#### THE PROBLEM
Nothing but the lines from the start of the records below through the line that has "for event ordering." should appear, each exactly as given.

(Stored data)
------------------------------------------------------------

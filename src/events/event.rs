//! # Events emitted by the stream client.
//!
//! The [`EventKind`] enum classifies event types across four categories:
//! - **Connection events**: connect attempts, provisioning steps, outcome
//! - **Reconnect events**: the reconnect state machine (scheduled, attempt, failed, recovered)
//! - **Consumer events**: consumers started and closed
//! - **Subscriber events**: delivery problems inside the subscriber set
//!
//! The [`Event`] struct carries additional metadata such as timestamps, stream name,
//! subject (entity, consumer or subscriber name), reasons, and backoff delays.
//!
//! ## Ordering guarantees
//! Each event has a globally unique sequence number (`seq`) that increases monotonically.
//! Use `seq` to restore the exact order when events are delivered out of order.
//!
//! ## Example
//! ```rust
//! use std::time::Duration;
//! use amqpstream::{Event, EventKind};
//!
//! let ev = Event::new(EventKind::ReconnectFailed)
//!     .with_stream("events")
//!     .with_reason("connection refused")
//!     .with_attempt(3)
//!     .with_delay(Duration::from_secs(2));
//!
//! assert_eq!(ev.kind, EventKind::ReconnectFailed);
//! assert_eq!(ev.stream.as_deref(), Some("events"));
//! assert_eq!(ev.delay_ms, Some(2000));
//! ```

use std::sync::Arc;
use std::sync::atomic::{AtomicU64, Ordering as AtomicOrdering};
use std::time::{Duration, SystemTime};

/// Global sequence counter for event ordering.
static EVENT_SEQ: AtomicU64 = AtomicU64::new(0);

/// Classification of client events.
#[derive(Debug, Clone, Copy, PartialEq, Eq)]
pub enum EventKind {
    // === Subscriber events ===
    /// Subscriber panicked during event processing.
    ///
    /// Sets:
    /// - `subject`: subscriber name
    /// - `reason`: panic info/message
    SubscriberPanicked,

    /// Subscriber dropped an event (queue full or worker closed).
    ///
    /// Sets:
    /// - `subject`: subscriber name
    /// - `reason`: reason string (e.g., "full", "closed")
    SubscriberOverflow,

    // === Connection events ===
    /// A connect attempt started.
    ///
    /// Sets:
    /// - `host`: broker host
    /// - `stream`: stream name
    Connecting,

    /// One topology entity was declared.
    ///
    /// Sets:
    /// - `stream`: stream name
    /// - `subject`: entity, e.g. `exchange 'ex1'`
    Declared,

    /// A topology declaration failed; the remaining steps are skipped.
    ///
    /// Sets:
    /// - `stream`: stream name
    /// - `subject`: entity
    /// - `reason`: broker error
    DeclareFailed,

    /// Environment open and topology fully provisioned.
    ///
    /// Sets:
    /// - `host`, `stream`
    Connected,

    /// Connect attempt failed.
    ///
    /// Sets:
    /// - `host`, `stream`
    /// - `reason`: error message
    ConnectFailed,

    /// Liveness probe found the environment closed.
    ///
    /// Sets:
    /// - `host`, `stream`
    Disconnected,

    // === Reconnect events ===
    /// Next reconnect iteration scheduled.
    ///
    /// Sets:
    /// - `attempt`: iteration number (1-based)
    /// - `delay_ms`: sleep before the iteration
    ReconnectScheduled,

    /// Reconnect iteration started (after its sleep).
    ///
    /// Sets:
    /// - `host`, `stream`
    /// - `attempt`: iteration number
    ReconnectAttempt,

    /// Reconnect iteration failed in teardown or connect.
    ///
    /// Sets:
    /// - `attempt`: iteration number
    /// - `reason`: error message
    ReconnectFailed,

    /// Reconnect succeeded.
    ///
    /// Sets:
    /// - `host`, `stream`
    /// - `attempt`: successful iteration number
    Reconnected,

    /// Reconnect policy ran out of attempts.
    ///
    /// Sets:
    /// - `attempt`: failed iterations
    /// - `reason`: last error
    ReconnectExhausted,

    /// Reconnect stopped by its cancellation token.
    ///
    /// Sets:
    /// - `attempt`: iterations started
    ReconnectCanceled,

    // === Teardown events ===
    /// A teardown step failed.
    ///
    /// Sets:
    /// - `stream`: stream name
    /// - `subject`: step (`consumers`, `stream`, `environment`)
    /// - `reason`: error message
    TeardownFailed,

    /// Dispose requested.
    ///
    /// Sets:
    /// - `host`, `stream`
    Disposing,

    /// Dispose finished; the client is closed.
    ///
    /// Sets:
    /// - `host`, `stream`
    Disposed,

    // === Consumer events ===
    /// A consumer was attached to the stream.
    ///
    /// Sets:
    /// - `stream`: stream name
    /// - `subject`: consumer name
    ConsumerStarted,

    /// A consumer closed (by the client, by teardown, or by the broker).
    ///
    /// Sets:
    /// - `stream`: stream name
    /// - `subject`: consumer name
    /// - `reason`: close reason
    ConsumerClosed,
}

/// Client event with optional metadata.
///
/// - `seq`: monotonic global sequence for ordering
/// - `at`: wall-clock timestamp (for logs)
/// - other optional fields are set depending on the [`EventKind`]
#[derive(Clone, Debug)]
pub struct Event {
    /// Globally unique, monotonically increasing sequence number.
    pub seq: u64,
    /// Wall-clock timestamp.
    pub at: SystemTime,
    /// Event classification.
    pub kind: EventKind,

    /// Broker host, if applicable.
    pub host: Option<Arc<str>>,
    /// Stream name, if applicable.
    pub stream: Option<Arc<str>>,
    /// Entity, consumer or subscriber the event is about.
    pub subject: Option<Arc<str>>,
    /// Human-readable reason (errors, overflow details, etc.).
    pub reason: Option<Arc<str>>,
    /// Reconnect iteration (starting from 1).
    pub attempt: Option<u32>,
    /// Backoff delay in milliseconds (compact).
    pub delay_ms: Option<u32>,
}

impl Event {
    /// Creates a new event of the given kind with current timestamp and next sequence number.
    pub fn new(kind: EventKind) -> Self {
        Self {
            seq: EVENT_SEQ.fetch_add(1, AtomicOrdering::Relaxed),
            at: SystemTime::now(),
            kind,
            host: None,
            stream: None,
            subject: None,
            reason: None,
            attempt: None,
            delay_ms: None,
        }
    }

    /// Attaches the broker host.
    #[inline]
    pub fn with_host(mut self, host: impl Into<Arc<str>>) -> Self {
        self.host = Some(host.into());
        self
    }

    /// Attaches the stream name.
    #[inline]
    pub fn with_stream(mut self, stream: impl Into<Arc<str>>) -> Self {
        self.stream = Some(stream.into());
        self
    }

    /// Attaches the subject (entity, consumer or subscriber name).
    #[inline]
    pub fn with_subject(mut self, subject: impl Into<Arc<str>>) -> Self {
        self.subject = Some(subject.into());
        self
    }

    /// Attaches a human-readable reason.
    #[inline]
    pub fn with_reason(mut self, reason: impl Into<Arc<str>>) -> Self {
        self.reason = Some(reason.into());
        self
    }

    /// Attaches a reconnect iteration number.
    #[inline]
    pub fn with_attempt(mut self, n: u32) -> Self {
        self.attempt = Some(n);
        self
    }

    /// Attaches a backoff delay (stored as milliseconds).
    #[inline]
    pub fn with_delay(mut self, d: Duration) -> Self {
        let ms = d.as_millis().min(u128::from(u32::MAX)) as u32;
        self.delay_ms = Some(ms);
        self
    }

    /// Backoff delay as a `Duration`.
    pub fn delay(&self) -> Option<Duration> {
        self.delay_ms.map(|ms| Duration::from_millis(u64::from(ms)))
    }

    /// Creates a subscriber overflow event.
    #[inline]
    pub fn subscriber_overflow(subscriber: &'static str, reason: &'static str) -> Self {
        Event::new(EventKind::SubscriberOverflow)
            .with_subject(subscriber)
            .with_reason(format!("subscriber={subscriber} reason={reason}"))
    }

    /// Creates a subscriber panic event.
    #[inline]
    pub fn subscriber_panicked(subscriber: &'static str, info: String) -> Self {
        Event::new(EventKind::SubscriberPanicked)
            .with_subject(subscriber)
            .with_reason(info)
    }

    #[inline]
    pub fn is_subscriber_overflow(&self) -> bool {
        matches!(self.kind, EventKind::SubscriberOverflow)
    }
}

#[cfg(test)]
mod tests {
    use super::*;

    #[test]
    fn test_sequence_is_monotonic() {
        let a = Event::new(EventKind::Connecting);
        let b = Event::new(EventKind::Connected);
        assert!(b.seq > a.seq);
    }

    #[test]
    fn test_delay_is_clamped_to_u32_millis() {
        let ev = Event::new(EventKind::ReconnectScheduled).with_delay(Duration::from_secs(u64::MAX));
        assert_eq!(ev.delay_ms, Some(u32::MAX));
    }
}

------------------------------------------------------------

#### RESULT
filename src/events/event.rs
//! # Events emitted by the stream client.
//!
//! The [`EventKind`] enum classifies event types across four categories:
//! - **Connection events**: connect attempts, provisioning steps, outcome
//! - **Reconnect events**: the reconnect state machine (scheduled, attempt, failed, recovered)
//! - **Consumer events**: consumers started and closed
//! - **Subscriber events**: delivery problems inside the subscriber set
//!
//! The [`Event`] struct carries additional metadata such as timestamps, stream name,
//! subject (entity, consumer or subscriber name), reasons, and backoff delays.
//!
//! ## Ordering guarantees
//! Each event has a globally unique sequence number (`seq`) that increases monotonically.
//! Use `seq` to restore the exact order when events are delivered out of order.
//!
//! ## Example
//! ```rust
//! use std::time::Duration;
//! use amqpstream::{Event, EventKind};
//!
//! let ev = Event::new(EventKind::ReconnectFailed)
//!     .with_stream("events")
//!     .with_reason("connection refused")
//!     .with_attempt(3)
//!     .with_delay(Duration::from_secs(2));
//!
//! assert_eq!(ev.kind, EventKind::ReconnectFailed);
//! assert_eq!(ev.stream.as_deref(), Some("events"));
//! assert_eq!(ev.delay_ms, Some(2000));
//! ```

use std::sync::Arc;
use std::sync::atomic::{AtomicU64, Ordering as AtomicOrdering};
use std::time::{Duration, SystemTime};

/// Global sequence counter for event ordering.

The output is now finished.